Directions:
Will you give the material below again, every line exactly as it is?

Data section:

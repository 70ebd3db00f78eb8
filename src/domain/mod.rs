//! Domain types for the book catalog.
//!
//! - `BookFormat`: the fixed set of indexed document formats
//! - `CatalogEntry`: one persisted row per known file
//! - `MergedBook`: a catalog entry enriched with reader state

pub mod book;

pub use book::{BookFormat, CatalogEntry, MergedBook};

Exercise result:
repository 70ebd3db00f78eb8
filename src/domain/mod.rs
//! Domain types for the book catalog.
//!
//! - `BookFormat`: the fixed set of indexed document formats
//! - `CatalogEntry`: one persisted row per known file
//! - `MergedBook`: a catalog entry enriched with reader state

pub mod book;

pub use book::{BookFormat, CatalogEntry, MergedBook};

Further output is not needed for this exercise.